Sports statistics/analytics are quite frankly meaningless unless you happen to be a very small group of die hard sports nut like me. But put those analytics in context and then suddenly you have a much wider audience who can benefit from the cool analytics and stats. ESPN’s Gamecast (live baseball scorecard) is a perfect example of a really powerful composite application – live scores with situational analytics/stats all in one place. Fantasy games is another great example of composite applications that widen the use of ESPN’s traditional assets – live scores with analytics/stats.

What does this mean to the business world? Just think of all the great BI analytics and reports that SAP customers have invested in. They have spent millions in gathering data and building intelligence over a period of time. The problem? How many users use this intelligence with the fancy pivot tables, drill downs and slice and dice views?

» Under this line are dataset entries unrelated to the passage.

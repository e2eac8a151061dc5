use crate::error::MetricError;
use crate::features::FeatureTable;
use crate::inventory::tokenize_corpus;
use crate::scorer::exact::set_f1_score;
use crate::scorer::featured::set_f1_score_featured;
use crate::scorer::ScoreTriple;
use crate::segment::Segmenter;
use crate::utils::setkey::SetKeyMap;

/// Qualifier tag for feature-weighted variants.
pub const TAG_FEATURED: &str = "featured";
/// Qualifier tag for one-to-one matched variants.
pub const TAG_EXCLUSIVE: &str = "exclusive";
/// Qualifier tag for best-prefix-searched variants.
pub const TAG_MAX: &str = "max";

const METRIC_NAMES: [&str; 3] = ["f1_score", "precision", "recall"];

/// Drives the full scoring pipeline over two corpora.
/// Owns the two external collaborators (segmenter and feature table) and
/// publishes every computed metric variant into one result bundle. Holds
/// no per-call state; every invocation computes from scratch.
#[derive(Debug, Clone)]
pub struct MetricEngine<S, F>
where
    S: Segmenter,
    F: FeatureTable,
{
    segmenter: S,
    feature_table: F,
}

impl<S, F> MetricEngine<S, F>
where
    S: Segmenter,
    F: FeatureTable,
{
    pub fn new(segmenter: S, feature_table: F) -> Self {
        MetricEngine {
            segmenter,
            feature_table,
        }
    }

    /// Compute every metric variant between a reference corpus and a
    /// target corpus.
    ///
    /// Both corpora are tokenized into frequency-ranked inventories, then
    /// scored three ways: exact-set, featured, and exclusive featured.
    /// With `search_max`, the best-prefix-searched variant of each is
    /// computed as well, walking prefixes of the target inventory in
    /// frequency order.
    ///
    /// Each triple lands in the bundle as three entries, keyed by its
    /// qualifier tags plus one of `f1_score` / `precision` / `recall`;
    /// keys are order-insensitive tag sets.
    pub fn metrics<I, J>(
        &self,
        reference_corpus: I,
        target_corpus: J,
        search_max: bool,
    ) -> Result<SetKeyMap<f64>, MetricError>
    where
        I: IntoIterator,
        I::Item: AsRef<str>,
        J: IntoIterator,
        J::Item: AsRef<str>,
    {
        let reference = tokenize_corpus(&self.segmenter, reference_corpus);
        let target = tokenize_corpus(&self.segmenter, target_corpus);

        let mut results = SetKeyMap::new();
        let mut publish = |tags: &[&str], triple: ScoreTriple| {
            for (metric, score) in METRIC_NAMES.into_iter().zip(triple.as_array()) {
                let mut key: Vec<&str> = tags.to_vec();
                key.push(metric);
                results.insert(key, score);
            }
        };

        publish(&[], set_f1_score(&reference, &target, false)?);
        publish(
            &[TAG_FEATURED],
            self.featured(&reference, &target, false, false)?,
        );
        publish(
            &[TAG_EXCLUSIVE, TAG_FEATURED],
            self.featured(&reference, &target, false, true)?,
        );

        if search_max {
            publish(&[TAG_MAX], set_f1_score(&reference, &target, true)?);
            publish(
                &[TAG_MAX, TAG_FEATURED],
                self.featured(&reference, &target, true, false)?,
            );
            publish(
                &[TAG_EXCLUSIVE, TAG_MAX, TAG_FEATURED],
                self.featured(&reference, &target, true, true)?,
            );
        }
        Ok(results)
    }

    fn featured(
        &self,
        reference: &[String],
        target: &[String],
        search_max: bool,
        exclusive: bool,
    ) -> Result<ScoreTriple, MetricError> {
        set_f1_score_featured(&self.feature_table, reference, target, search_max, exclusive)
    }
}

Probably 2% who have the training and the knowledge of how to run those fancy reports.

For example you might have a great BI report that gives you the break down of sales by product category for the last 3 years. Yeah, its a cool report. But put that in the hands of the Sales person who is preparing for the visit to a prospect in the Hospitality industry, it is invaluable. Your sales person now suddenly knows what products/solutions to concentrate upon during the sales call. And yes, don’t ask the sales people to go figure out the SIC code of the customer from CRM system, and then run a BW query (if you remember the query name) with the SIC code as the input. They will not do it. I know I wouldn’t.

What you need is the ESPN Gamecast type composite application that delivers this Situational and actionable intelligence to the sales person when he/she is preparing for the sales call.

What makes this possible? Without breaking the bank? SOA and Composite applications – of course. More on that later.